Le couple a avancé à travers les décennies, surmontant les joies (la naissance de leurs jumelles, les retrouvailles chaque été auprès de la famille de Niklas, beaux-parents adorés de Bea) et les peines, en l’occurrence la mort du frère de Bea il y a bien longtemps. Mais il en reste une que Niklas peine à accepter : celle de la mort d’une petite fille dans le service de pédiatrie dans lequel il travaillait comme médecin. Si le rapport le lave de tout soupçon, il lui est difficile de ne pas s’estimer coupable, malgré tout. Et une morosité, sans doute légitime, de pondérer chacune de ses journées : la joie des autres lui devient quasi-étrangère.

La perspective professionnelle de devenir chef de service dans une autre maternité lui est offerte, et Bea l’encourage vivement. Après tout, cela leur permettra de maintenir leur confort de vie, dans la mesure où la famille a peut-être la fâcheuse tendance à vivre un chouia au-dessus de ses moyens. Le matériel l’emporte, et Niklas s’exécute, quand bien même il sent en lui une réserve tenace.

Mais, alors que la famille devait comme chaque été rejoindre les parents de Niklas, Bea comprend que Niklas a omis de réserver les billets du ferry, alors que c’était « tout ce qu’il avait à faire ». Furieuse contre lui, Bea s’emporte : elle tient tellement à cette bouffée d’oxygène auprès de ses chers beaux-parents, devenus pour elle sa vraie famille. Une solution est trouvée, mais l’incident a passablement ébranlé Bea : Niklas s’est montré froid, distant. Où est passé, soudainement, l’époux tendre, affectueux et attentionné, depuis de si longues années son meilleur ami ?

« Niklas traverse une crise. Les crises, ça se résout. Que l’un d’eux vacille après trente-deux ans de vie commune n’a rien d’étonnant en soi, bien sûr qu’ils vont s’en sortir comme ils l’ont toujours fait. A moins que… ? Le doute s’empare d’elle, dispersant ses pensées et révélant une image insupportable. Elle ne peut pas concevoir une vie sans Niklas. Sa moitié, son meilleur ami. Après tout ce qu’ils ont bâti ensemble. » (p.50)

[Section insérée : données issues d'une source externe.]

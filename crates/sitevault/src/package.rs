//! The [`ConfigurationPackage`]: the logical content of an exported archive.
//!
//! A package is constructed transiently by the exporter, serialized as the
//! archive's `manifest.json`, and parsed back by the importer. It is never
//! persisted server-side in its unpacked form.

use std::collections::BTreeSet;

use chrono::{DateTime, Utc};
use serde::{Deserialize, Serialize};

use crate::record::{
    AppointmentActivity, AppointmentAvailability, CatalogCategory, CatalogItem, NavigationEntry,
    PageBody, Setting, SettingValue, SocialLink,
};

/// The current package schema version.
///
/// Incremented whenever the manifest shape changes incompatibly. The importer
/// accepts packages with an equal or older version and rejects newer ones.
pub const SCHEMA_VERSION: u32 = 2;

/// URL prefix under which uploaded assets are served. Asset entries inside an
/// archive are named by stripping this prefix.
pub const ASSET_URL_PREFIX: &str = "/uploads/";

/// Name of the manifest entry inside an archive.
pub const MANIFEST_NAME: &str = "manifest.json";

/// Directory prefix for binary asset entries inside an archive.
pub const ASSET_DIR: &str = "assets/";

/// Per-collection record counts, stamped into the manifest and reported back
/// to callers after an import.
#[derive(Debug, Clone, Default, PartialEq, Eq, Serialize, Deserialize)]
#[serde(rename_all = "camelCase")]
pub struct PackageSummary {
    pub navigation_entries: usize,
    pub page_bodies: usize,
    pub settings: usize,
    pub social_links: usize,
    pub catalog_items: usize,
    pub catalog_categories: usize,
    pub appointment_activities: usize,
    pub appointment_availability: usize,
}

/// The exported configuration of one site instance.
#[derive(Debug, Clone, Serialize, Deserialize)]
#[serde(rename_all = "camelCase")]
pub struct ConfigurationPackage {
    /// Manifest schema version; see [`SCHEMA_VERSION`].
    pub schema_version: u32,
    pub export_date: DateTime<Utc>,
    /// Identifies the origin instance (hostname, site name, ...).
    pub source_identifier: String,
    pub summary: PackageSummary,
    pub navigation_entries: Vec<NavigationEntry>,
    pub page_bodies: Vec<PageBody>,
    pub settings: Vec<Setting>,
    pub social_links: Vec<SocialLink>,
    pub catalog_categories: Vec<CatalogCategory>,
    pub catalog_items: Vec<CatalogItem>,
    pub appointment_activities: Vec<AppointmentActivity>,
    pub appointment_availability: Vec<AppointmentAvailability>,
}

impl ConfigurationPackage {
    /// Recompute the per-collection counts from the collection vectors.
    pub fn summarize(&self) -> PackageSummary {
        PackageSummary {
            navigation_entries: self.navigation_entries.len(),
            page_bodies: self.page_bodies.len(),
            settings: self.settings.len(),
            social_links: self.social_links.len(),
            catalog_items: self.catalog_items.len(),
            catalog_categories: self.catalog_categories.len(),
            appointment_activities: self.appointment_activities.len(),
            appointment_availability: self.appointment_availability.len(),
        }
    }

    /// The set of uploaded-asset names referenced by this package.
    ///
    /// Covers media-backed settings and catalog item images. Only URLs under
    /// [`ASSET_URL_PREFIX`] are considered stored assets; absolute URLs to
    /// external hosts are left alone.
    pub fn referenced_assets(&self) -> BTreeSet<String> {
        let mut assets = BTreeSet::new();

        for setting in &self.settings {
            if let SettingValue::Media { url, .. } = &setting.value {
                if let Some(name) = asset_name(url) {
                    assets.insert(name.to_owned());
                }
            }
        }

        for item in &self.catalog_items {
            if let Some(url) = &item.image_url {
                if let Some(name) = asset_name(url) {
                    assets.insert(name.to_owned());
                }
            }
        }

        assets
    }
}

/// Extract the stored-asset name from a URL, if it points at an upload.
pub(crate) fn asset_name(url: &str) -> Option<&str> {
    url.strip_prefix(ASSET_URL_PREFIX).filter(|name| !name.is_empty() && !name.contains('/'))
}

La réponse, c’est la seconde partie du roman qui nous la révèle, en passant au point de vue de Niklas. Et alors nous comprenons l’étiolement d’un homme qui ne s’épanouit plus dans son métier, à qui l’on demande tout parce que c’est le médecin de la famille / l’homme / le père. A quel moment lui demande-t-on son avis ? l’écoute-t-on vraiment pour ce qu’il a à dire ? Bea n’a l’a-t-elle pas eu à l’usure depuis toutes ces années ?

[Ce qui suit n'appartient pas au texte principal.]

//! Persistence for the single schedule configuration document.

use std::fs;
use std::io;
use std::path::PathBuf;
use std::sync::RwLock;

use super::ScheduleConfig;
use crate::store::{StoreError, StoreResult};

/// Data access for the at-most-one [`ScheduleConfig`] document.
pub trait ScheduleStore: Send + Sync {
    /// Load the configuration, if one has been saved.
    fn load(&self) -> StoreResult<Option<ScheduleConfig>>;

    /// Save (create or overwrite) the configuration.
    fn save(&self, config: &ScheduleConfig) -> StoreResult<()>;
}

fn poisoned<T>(_: T) -> StoreError {
    StoreError::backend("schedule store lock poisoned")
}

/// In-memory schedule store for tests.
#[derive(Debug, Default)]
pub struct MemoryScheduleStore {
    config: RwLock<Option<ScheduleConfig>>,
}

impl MemoryScheduleStore {
    /// Create an empty store.
    pub fn new() -> Self {
        Self::default()
    }

    /// Create a store pre-seeded with a configuration.
    pub fn with_config(config: ScheduleConfig) -> Self {
        Self { config: RwLock::new(Some(config)) }
    }
}

impl ScheduleStore for MemoryScheduleStore {
    fn load(&self) -> StoreResult<Option<ScheduleConfig>> {
        Ok(self.config.read().map_err(poisoned)?.clone())
    }

    fn save(&self, config: &ScheduleConfig) -> StoreResult<()> {
        *self.config.write().map_err(poisoned)? = Some(config.clone());
        Ok(())
    }
}

/// Schedule store backed by a single JSON document on disk.
#[derive(Debug)]
pub struct FileScheduleStore {
    path: PathBuf,
}

impl FileScheduleStore {
    /// Create a store persisting to `path`. The file is created on first
    /// save.
    pub fn new(path: impl Into<PathBuf>) -> Self {
        Self { path: path.into() }
    }
}

impl ScheduleStore for FileScheduleStore {
    fn load(&self) -> StoreResult<Option<ScheduleConfig>> {
        match fs::read(&self.path) {
            Ok(bytes) => serde_json::from_slice(&bytes)
                .map(Some)
                .map_err(|e| StoreError::Serialization(e.to_string())),
            Err(err) if err.kind() == io::ErrorKind::NotFound => Ok(None),
            Err(err) => Err(err.into()),
        }
    }

    fn save(&self, config: &ScheduleConfig) -> StoreResult<()> {
        if let Some(parent) = self.path.parent() {
            fs::create_dir_all(parent)?;
        }
        let json = serde_json::to_vec_pretty(config)
            .map_err(|e| StoreError::Serialization(e.to_string()))?;
        // Write-then-rename so a crash mid-write cannot leave a truncated
        // file behind; rename within a directory is atomic.
        let staging = self.path.with_extension("json.tmp");
        fs::write(&staging, json)?;
        fs::rename(&staging, &self.path)?;
        Ok(())
    }
}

« Plus rien ne m’amuse. Je continue juste parce que je suis obligé. Ca doit être une sorte de crise existentielle, je ne sais pas. » (p.217)

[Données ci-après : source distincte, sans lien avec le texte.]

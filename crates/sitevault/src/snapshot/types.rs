//! Metadata types for full-database snapshots.

use chrono::{DateTime, Utc};
use serde::{Deserialize, Serialize};
use uuid::Uuid;

/// Terminal state of a snapshot attempt.
#[derive(Debug, Clone, Copy, PartialEq, Eq, Serialize, Deserialize)]
#[serde(rename_all = "snake_case")]
pub enum SnapshotStatus {
    /// The dump completed and the artifact is usable for restore.
    Completed,
    /// The dump failed; the record is kept so operators can inspect it.
    Failed,
}

/// Metadata for one full-database backup attempt.
///
/// Immutable once persisted: a failed attempt still produces a terminal
/// record, and there is no partial-update path. `error` is present exactly
/// when `status` is [`SnapshotStatus::Failed`]; the constructors enforce
/// this.
#[derive(Debug, Clone, PartialEq, Serialize, Deserialize)]
#[serde(rename_all = "camelCase")]
pub struct DatabaseSnapshot {
    /// Globally unique, generated at the start of the attempt.
    pub id: Uuid,
    pub created_at: DateTime<Utc>,
    /// Opaque path of the artifact.
    pub storage_location: String,
    pub size_bytes: u64,
    pub status: SnapshotStatus,
    #[serde(default, skip_serializing_if = "Option::is_none")]
    pub error: Option<String>,
}

impl DatabaseSnapshot {
    /// Record a completed snapshot.
    pub fn completed(
        id: Uuid,
        created_at: DateTime<Utc>,
        storage_location: impl Into<String>,
        size_bytes: u64,
    ) -> Self {
        Self {
            id,
            created_at,
            storage_location: storage_location.into(),
            size_bytes,
            status: SnapshotStatus::Completed,
            error: None,
        }
    }

    /// Record a failed snapshot attempt with the captured error text.
    pub fn failed(
        id: Uuid,
        created_at: DateTime<Utc>,
        storage_location: impl Into<String>,
        error: impl Into<String>,
    ) -> Self {
        Self {
            id,
            created_at,
            storage_location: storage_location.into(),
            size_bytes: 0,
            status: SnapshotStatus::Failed,
            error: Some(error.into()),
        }
    }

    /// Whether this snapshot can be used for restore.
    pub fn is_completed(&self) -> bool {
        self.status == SnapshotStatus::Completed
    }
}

Alors, à cinquante ans passés, Niklas songe à ouvrir plus grand la porte qui lui promet une liberté retrouvée. Et tant pis si pour cela il faut divorcer : sa survie mentale et émotionnelle est à ce prix.

« A notre âge, on a eu le temps de faire des erreurs, d’avoir envie de changer. Surtout après un premier mariage. » (p.335)

Qui est la victime au sein de ce couple ? Si au début tout accuse Niklas et que l’on se se surprend à le trouver passablement égoïste, on comprend ensuite que cette vision n’est que celle du prisme de l’épouse délaissée. Alors nous voilà pris entre deux feux, exactement à la même place que celle des jumelles, déchirées entre la possibilité de prendre parti pour leur père ou leur mère.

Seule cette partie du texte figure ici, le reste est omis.